Repeat the records below verbatim.

━━ DATA ━━

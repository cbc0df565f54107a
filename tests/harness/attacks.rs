// SPDX-FileCopyrightText: 2025 Hyperpolymath
// SPDX-License-Identifier: Apache-2.0

//! Abuse patterns for security testing.

/// Abuse pattern configuration.
#[derive(Debug, Clone)]
pub struct AttackConfig {
    /// Total number of requests to send
    pub total_requests: usize,
    /// Number of distinct client identifiers
    pub unique_clients: usize,
    /// Use a configured API key instead of guesses
    pub valid_key: bool,
    /// Send well-formed reports instead of invalid ones
    pub valid_payload: bool,
}

impl Default for AttackConfig {
    fn default() -> Self {
        Self {
            total_requests: 100,
            unique_clients: 1,
            valid_key: true,
            valid_payload: true,
        }
    }
}

/// Predefined abuse patterns.
impl AttackConfig {
    /// One client hammering the endpoint.
    pub fn single_client_flood() -> Self {
        Self {
            total_requests: 300,
            ..Default::default()
        }
    }

    /// Many clients, a few requests each.
    pub fn distributed_flood() -> Self {
        Self {
            total_requests: 600,
            unique_clients: 200,
            ..Default::default()
        }
    }

    /// Brute-forcing API keys.
    pub fn key_guessing() -> Self {
        Self {
            total_requests: 500,
            unique_clients: 5,
            valid_key: false,
            ..Default::default()
        }
    }

    /// Authenticated caller sending junk payloads.
    pub fn junk_payloads() -> Self {
        Self {
            total_requests: 60,
            valid_payload: false,
            ..Default::default()
        }
    }
}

━━━

EXERCISE RESULT:
repository cbc0df565f54107a
filename tests/harness/attacks.rs
// SPDX-FileCopyrightText: 2025 Hyperpolymath
// SPDX-License-Identifier: Apache-2.0

//! Abuse patterns for security testing.

/// Abuse pattern configuration.
#[derive(Debug, Clone)]
pub struct AttackConfig {
    /// Total number of requests to send
    pub total_requests: usize,
    /// Number of distinct client identifiers
    pub unique_clients: usize,
    /// Use a configured API key instead of guesses
    pub valid_key: bool,
    /// Send well-formed reports instead of invalid ones
    pub valid_payload: bool,
}

impl Default for AttackConfig {
    fn default() -> Self {
        Self {
            total_requests: 100,
            unique_clients: 1,
            valid_key: true,
            valid_payload: true,
        }
    }
}

/// Predefined abuse patterns.
impl AttackConfig {
    /// One client hammering the endpoint.
    pub fn single_client_flood() -> Self {
        Self {
            total_requests: 300,
            ..Default::default()
        }
    }

    /// Many clients, a few requests each.
    pub fn distributed_flood() -> Self {
        Self {
            total_requests: 600,
            unique_clients: 200,
            ..Default::default()
        }
    }

    /// Brute-forcing API keys.
    pub fn key_guessing() -> Self {
        Self {
            total_requests: 500,
            unique_clients: 5,
            valid_key: false,
            ..Default::default()
        }
    }

    /// Authenticated caller sending junk payloads.
    pub fn junk_payloads() -> Self {
        Self {
            total_requests: 60,
            valid_payload: false,
            ..Default::default()
        }
    }
}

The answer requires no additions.